The theme of the session introduced here is "Microsoft's way of detecting and dealing with threat detection by XDR and Siem."Mai Asakura, Mai Asakura, a Technology Solution Professional Technology Solutions Division of Microsoft Japan, was in charge of the session.

Background where XDR and Siem are required

In 2021, the IPA announced the "10 Great Threated Information Security Threats 2021", and the ransomware attack was taken up as one of the most important threats.In addition, according to the actual damage report, according to the National Police Agency's "About the situation of threats over the cyber space in the first half of the three years in the first half of the year, the number of ransomware damage in the first half of 2021 was compared to the second half of the previous year.It is said that it has exceeded 3 times.

The most common intrusion routes were invasion from remote desktops and invasion from email attachments, but there are a wide range of means.Damage has occurred regardless of large and medium -sized enterprises, and its threats are approaching.In order to deal with this situation, it is necessary to consider changes in modern IT environment.

The biggest change in the modern IT environment is that the transition has increased the range of system users and equipment.The concept of boundary defense, which separates safe places and places that is not, is no longer passed.
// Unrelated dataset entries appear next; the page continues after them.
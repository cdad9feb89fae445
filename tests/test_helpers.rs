use std::collections::HashSet;
use std::sync::atomic::{AtomicUsize, Ordering};
use std::sync::{Arc, Mutex};
use std::time::Duration;

use tokio::time::Instant;
use video_ingest_queue::*;

/// Handler that records every call and fails for configured targets.
#[derive(Clone, Default)]
pub struct RecordingHandler {
    pub calls: Arc<Mutex<Vec<(String, Instant)>>>,
    pub fail_on: Arc<HashSet<String>>,
}

impl RecordingHandler {
    pub fn failing_on(targets: &[&str]) -> Self {
        Self {
            calls: Arc::default(),
            fail_on: Arc::new(targets.iter().map(|t| t.to_string()).collect()),
        }
    }

    pub fn targets(&self) -> Vec<String> {
        self.calls
            .lock()
            .unwrap()
            .iter()
            .map(|(target, _)| target.clone())
            .collect()
    }

    pub fn call_times(&self) -> Vec<Instant> {
        self.calls.lock().unwrap().iter().map(|(_, at)| *at).collect()
    }
}

impl IngestionHandler for RecordingHandler {
    async fn handle(
        &self,
        item: &QueueItem,
        progress: &ProgressReporter,
    ) -> Result<(), IngestError> {
        self.calls
            .lock()
            .unwrap()
            .push((item.target.clone(), Instant::now()));

        progress.report(ProcessingStage::Downloading, 100, 20, "Downloaded metadata");
        progress.report(ProcessingStage::Transcribing, 50, 50, "Transcribing");

        if self.fail_on.contains(&item.target) {
            return Err(anyhow::anyhow!("transcript service returned 503").into());
        }

        progress.report(ProcessingStage::Storing, 100, 95, "Stored");
        Ok(())
    }
}

/// Handler that replays a fixed list of progress reports.
#[derive(Clone)]
pub struct ScriptedProgressHandler {
    pub script: Vec<(ProcessingStage, u8, u8)>,
}

impl IngestionHandler for ScriptedProgressHandler {
    async fn handle(
        &self,
        _item: &QueueItem,
        progress: &ProgressReporter,
    ) -> Result<(), IngestError> {
        for (stage, stage_progress, overall) in &self.script {
            progress.report(*stage, *stage_progress, *overall, stage.as_str());
            tokio::task::yield_now().await;
        }
        Ok(())
    }
}

/// Handler that sleeps for a fixed time per item and tracks how many calls
/// overlap.
#[derive(Clone, Default)]
pub struct SlowHandler {
    pub delay: Duration,
    pub seen: Arc<Mutex<Vec<String>>>,
    pub in_flight: Arc<AtomicUsize>,
    pub max_in_flight: Arc<AtomicUsize>,
}

impl SlowHandler {
    pub fn new(delay: Duration) -> Self {
        Self {
            delay,
            ..Default::default()
        }
    }

    pub fn targets(&self) -> Vec<String> {
        self.seen.lock().unwrap().clone()
    }

    pub fn max_overlap(&self) -> usize {
        self.max_in_flight.load(Ordering::SeqCst)
    }
}

impl IngestionHandler for SlowHandler {
    async fn handle(
        &self,
        item: &QueueItem,
        _progress: &ProgressReporter,
    ) -> Result<(), IngestError> {
        let running = self.in_flight.fetch_add(1, Ordering::SeqCst) + 1;
        self.max_in_flight.fetch_max(running, Ordering::SeqCst);
        self.seen.lock().unwrap().push(item.target.clone());

        tokio::time::sleep(self.delay).await;

        self.in_flight.fetch_sub(1, Ordering::SeqCst);
        Ok(())
    }
}

pub fn video_url(n: usize) -> String {
    format!("https://www.youtube.com/watch?v=vid{:08}", n)
}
These changes in the environment have rapidly spread the "Zero Trust" as a new way of thinking about security measures.The video introduces the three principles of Zero Trust that Microsoft thinks.In addition, he pointed out the difficulty of modern incidents and advocates the appearance of detection.I would like you to check the main story of Webinar.

How to detect and deal with threats in XDR and Siem that Microsoft thinks

Microsoft advocates how to use "Siem (Security Information and Event Management)" and "XDR (Extended Detection and Response)" as the latest threat detection and dealing.SIEM is a function that centrally aggregates logs such as firewalls and proxy to detect and analyze fraud.XDRs are linked to multiple alerts detected in each environment, such as email and devices, to detect threats as one incident, and protect corporate user and infrastructure environments.We believe that it can provide efficient, highly effective security operation by configuring a mechanism that can manage security incidents throughout the organization using both.

The demonstration first starts from the Microsoft Sentinel portal screen.Using a template, the rules for analysis were created, and a scene of setting an incident notification method was performed.Receive notifications from Microsoft Sentinel and check the incident content.Then, the demonstration develops with an alert about ransomware that "incidents containing multiple attack phase have been detected".

Later, the demonstration of files and terminals related to incidents, using the Microsoft Sentinel survey function called Thread Investigation, was conducted to track the outline of the incident.For more detailed surveys, click the "Microsoft 365 Survey" displayed in Microsoft Sentinel.I checked the details of the alert.

In Microsoft 365 Defender, when you check "detection of the highest behavior of the risk", the execution timeline of the process is displayed, and you can see when the ransomware -related files were created.This tracking has been demonstrated.

In addition, the alert that data was transferred to the external network was tracked in detail, "What was the program that made this process?", "What kind of work did you work?"Demonstrating the tracking that can be tracked.Finally, it introduces the operation from the system to the separation of the damaged device.

Microsoft visualizes the threats of the entire company in Siem

The principle of Zero Trust, which Microsoft thinks, has an important idea of "assuming infringement."

The SIEM is proposed to visualize the threats of the entire company and quickly and efficiently deal with the latest threats by combining with XDR.This Webiner introduces the concept and specific method in detail with demonstrations, so I would like to check it out.